La directora comenta que va a preparar a nuestro hijo y que baja en seguida. Estoy a punto de seguirla al piso de arriba, donde están los niños pequeños. Hemos esperado demasiado tiempo como para tener paciencia a estas alturas de la aventura. Sin embargo y por respetar las formas, me contengo. Decidimos consumir la espera explorando la planta baja, donde un largo pasillo divide a izquierda y derecha las oficinas del personal de los cuartos de los niños mayores. Todo, dentro de la modestia del lugar, se ve limpio, ordenado y lleno de vida. Nos acercamos a uno de esas habitaciones y lo que vemos nos emociona. Veinte niños de 3-4 años jugando y clavando sus ojos, sus risas y sus manos en un enorme cristal que separa su mundo del nuestro. Están contentos, alegres, se les ve felices. Verles así me entusiasma.

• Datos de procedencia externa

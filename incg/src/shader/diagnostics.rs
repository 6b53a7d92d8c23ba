//! Driver log annotation.
//!
//! Drivers report errors against the source string numbers set by `#line` markers, which are
//! registry file ids. Two layouts are recognized:
//!
//! - `<id>(<line>) : <message>`, as printed by NVIDIA drivers;
//! - `<id>:<line>(<column>): <message>`, as printed by Mesa.
//!
//! The leading id is replaced with the registered path. Ids unknown to the registry are left as
//! they are, and so is every other line.

use regex::Regex;
use std::fmt;

use super::registry::FileRegistry;

const NVIDIA_PATTERN: &str = r"^(\d+)(\(\d+\)\s*:.*)$";
const MESA_PATTERN: &str = r"^(\d+)(:\d+\(\d+\)\s*:.*)$";

/// A driver log, along with its annotated version.
#[derive(Clone, Debug, Eq, PartialEq)]
pub struct Diagnostics {
  header: String,
  raw: String,
  annotated: String,
}

impl Diagnostics {
  /// Annotate a raw driver log.
  ///
  /// `header` names the file(s) the log is about.
  pub fn annotate(header: impl Into<String>, raw: impl Into<String>, files: &FileRegistry) -> Self {
    let raw = raw.into();
    let patterns = [
      Regex::new(NVIDIA_PATTERN).unwrap(),
      Regex::new(MESA_PATTERN).unwrap(),
    ];

    let annotated = raw
      .trim_end_matches('\0')
      .lines()
      .map(|line| annotate_line(line, &patterns, files))
      .collect::<Vec<_>>()
      .join("\n");

    Diagnostics {
      header: header.into(),
      raw,
      annotated,
    }
  }

  /// File name(s) the log is about.
  pub fn header(&self) -> &str {
    &self.header
  }

  /// Log as the driver printed it.
  pub fn raw(&self) -> &str {
    &self.raw
  }

  /// Log with file ids replaced by file paths.
  pub fn annotated(&self) -> &str {
    &self.annotated
  }
}

impl fmt::Display for Diagnostics {
  fn fmt(&self, f: &mut fmt::Formatter) -> Result<(), fmt::Error> {
    write!(f, "{}:", self.header)?;

    for line in self.annotated.lines() {
      write!(f, "\n {}", line)?;
    }

    Ok(())
  }
}

fn annotate_line(line: &str, patterns: &[Regex], files: &FileRegistry) -> String {
  for re in patterns {
    if let Some(caps) = re.captures(line) {
      let path = caps[1].parse().ok().and_then(|id| files.path(id));

      return match path {
        Some(path) => format!("{}{}", path.display(), &caps[2]),
        None => line.to_owned(),
      };
    }
  }

  line.to_owned()
}

#[cfg(test)]
mod tests {
  use super::*;
  use std::path::Path;

  fn registry() -> FileRegistry {
    let mut reg = FileRegistry::new();
    reg.id_for(Path::new("shader/map.fs.glsl"));
    reg.id_for(Path::new("shader/common.glsl"));
    reg
  }

  #[test]
  fn nvidia_layout() {
    let log = "1(12) : error C1008: undefined variable \"foo\"\n0(3) : warning C7022: unused";
    let diag = Diagnostics::annotate("map.fs.glsl", log, &registry());

    assert_eq!(
      diag.annotated(),
      "shader/common.glsl(12) : error C1008: undefined variable \"foo\"\n\
       shader/map.fs.glsl(3) : warning C7022: unused"
    );
    assert_eq!(diag.raw(), log);
  }

  #[test]
  fn mesa_layout() {
    let log = "1:7(15): error: syntax error, unexpected IDENTIFIER";
    let diag = Diagnostics::annotate("map.fs.glsl", log, &registry());

    assert_eq!(
      diag.annotated(),
      "shader/common.glsl:7(15): error: syntax error, unexpected IDENTIFIER"
    );
  }

  #[test]
  fn unknown_ids_and_other_lines_stay() {
    let log = "42(1) : error C0000: nope\nlink failed\0";
    let diag = Diagnostics::annotate("a.vert & a.frag", log, &registry());

    assert_eq!(diag.annotated(), "42(1) : error C0000: nope\nlink failed");
  }

  #[test]
  fn display_has_header() {
    let diag = Diagnostics::annotate("map.fs.glsl", "0(1) : error", &registry());
    assert_eq!(diag.to_string(), "map.fs.glsl:\n shader/map.fs.glsl(1) : error");
  }
}
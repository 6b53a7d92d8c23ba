//! Include expansion.
//!
//! A line of the exact form `#pragma incg_include "relative/path"` is replaced with the content of
//! the designated file, resolved relative to the directory of the including file. Included files
//! can include other files.
//!
//! The flattened text carries `#line <line> <file id>` markers, meaning “the next line is line
//! `<line>` of file `<file id>`”:
//!
//! - after the first line of every file, `#line 2 <id>`;
//! - before the content of an included file, `#line 1 <id>`;
//! - after the content of an included file, `#line <n + 1> <includer id>`, `n` being the line of
//!   the include directive.
//!
//! The first line of a top-level file is never expanded: it’s reserved for `#version`.

use regex::Regex;
use std::fmt::Write as _;
use std::fs;
use std::path::{Path, PathBuf};

use super::registry::FileRegistry;
use super::BuildError;

const INCLUDE_PATTERN: &str = r#"^#pragma\s+incg_include\s+"([^"]*)""#;
const MARKER_PATTERN: &str = r"^#line\s+(\d+)\s+(\d+)\s*$";

/// A source with its includes expanded.
#[derive(Clone, Debug, Eq, PartialEq)]
pub struct FlattenedSource {
  text: String,
  files: Vec<usize>,
}

impl FlattenedSource {
  /// Flattened text, markers included.
  pub fn text(&self) -> &str {
    &self.text
  }

  /// Consume into the flattened text.
  pub fn into_text(self) -> String {
    self.text
  }

  /// Ids of the files that took part, top-level file first, in order of first use.
  pub fn files(&self) -> &[usize] {
    &self.files
  }

  /// Origin `(file id, line)` of every line of the flattened text that is not a marker.
  pub fn origins(&self) -> Vec<(usize, usize)> {
    let marker = Regex::new(MARKER_PATTERN).unwrap();

    let mut file = self.files.first().copied().unwrap_or(0);
    let mut line = 1;
    let mut origins = Vec::new();

    for text in self.text.lines() {
      if let Some(caps) = marker.captures(text) {
        line = caps[1].parse().unwrap_or(line);
        file = caps[2].parse().unwrap_or(file);
      } else {
        origins.push((file, line));
        line += 1;
      }
    }

    origins
  }
}

/// Read a file and expand its includes.
///
/// Every file read is registered in `registry` and gets its modification time refreshed, whether
/// it could be read or not.
pub fn flatten(path: &Path, registry: &mut FileRegistry) -> Result<FlattenedSource, BuildError> {
  let mut flattener = Flattener {
    include: Regex::new(INCLUDE_PATTERN).unwrap(),
    registry,
    chain: Vec::new(),
    out: FlattenedSource {
      text: String::new(),
      files: Vec::new(),
    },
  };

  flattener.file(path, true)?;

  Ok(flattener.out)
}

struct Flattener<'a> {
  include: Regex,
  registry: &'a mut FileRegistry,
  // canonical paths of the files being expanded
  chain: Vec<PathBuf>,
  out: FlattenedSource,
}

impl<'a> Flattener<'a> {
  fn file(&mut self, path: &Path, top: bool) -> Result<(), BuildError> {
    let canonical = fs::canonicalize(path).unwrap_or_else(|_| path.to_owned());

    if self.chain.contains(&canonical) {
      let mut chain = self.chain.clone();
      chain.push(canonical);
      return Err(BuildError::CircularInclude { chain });
    }

    let id = self.registry.observe(path);
    let content = fs::read_to_string(path).map_err(|reason| BuildError::FileNotFound {
      path: path.to_owned(),
      reason,
    })?;

    if !self.out.files.contains(&id) {
      self.out.files.push(id);
    }

    if !top {
      let _ = writeln!(self.out.text, "#line 1 {}", id);
    }

    self.chain.push(canonical);
    let dir = path.parent().unwrap_or_else(|| Path::new(""));

    for (index, line) in content.lines().enumerate() {
      let number = index + 1;
      let line = line.replace('\r', "");

      let included = if top && number == 1 {
        None
      } else {
        self
          .include
          .captures(&line)
          .map(|caps| dir.join(&caps[1]))
      };

      match included {
        Some(included) => {
          self.file(&included, false)?;
          let _ = writeln!(self.out.text, "#line {} {}", number + 1, id);
        }

        None => {
          self.out.text.push_str(&line);
          self.out.text.push('\n');

          if number == 1 {
            let _ = writeln!(self.out.text, "#line 2 {}", id);
          }
        }
      }
    }

    self.chain.pop();

    Ok(())
  }
}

Mi madre no puede mirarlos. Su cara está llena de lágrimas. Son como pequeños peces en un acuario de cristal en busca de familia. Nos llevaríamos a todos. Pero eso es imposible. Cuarto tras cuarto se sucede la misma escena. No paro de hacer fotos de cada rincón de la casa de mi hijo. Quiero que sepa que estuvo bien cuidado y que su hogar era un lugar de alegría y no de tristeza como muchas veces pensamos.




De repente escucho los pasos de una persona que baja del piso de arriba. Fui el primero en verlo. El resto de la familia seguía concentrada en los otros niños que nos acosaban con sus gracias.

Estaba en brazos de la directora. Era pequeño, mucho más de lo que imaginaba, delgado y de tez pálida. Posteriormente me enteraría que apenas los sacan del edificio hasta que son mayores. Cualquier catarro, cualquier enfermedad, supone médicos y tratamientos difíciles de sufragar con los escasos recursos de que disponen. Mi hijo se parecía poco a la última de las fotos que nos habían enviado y que nos sabíamos de memoria de tanto mirarla. Se agarraba a la directora con todas sus fuerzas y su cabeza reposaba en su hombro en busca de protección. Era su forma de demostrar su nerviosismo, su tensión y su impotencia ante lo desconocido.

Avisé a mi mujer y nos acercamos. Los ojos de ambos estaban vidriosos, pero todavía no había lágrimas. Nos quedamos a 40 cm de su cuerpo, sin tocarlo. Solo mirándolo. Reconociendo cada palmo de su cuerpo que ya era parte del nuestro. Él nos observaba con miedo, indefenso, con una mirada que nos traspasaba y se perdía en el infinito. No había en su cara sonrisas, ni lágrimas, sino simple indiferencia.

En aquel momento querría decirle que era papá, que todo había acabado y que le esperaba una vida llena de amor. Pero era demasiado pronto. Permaneció impasible a todo estímulo nuestro durante 4-5 días. Luego, poco a poco, entró en el mundo de los humanos y ya nunca abandonaría su sonrisa contagiosa, que nos acompaña desde entonces cada día.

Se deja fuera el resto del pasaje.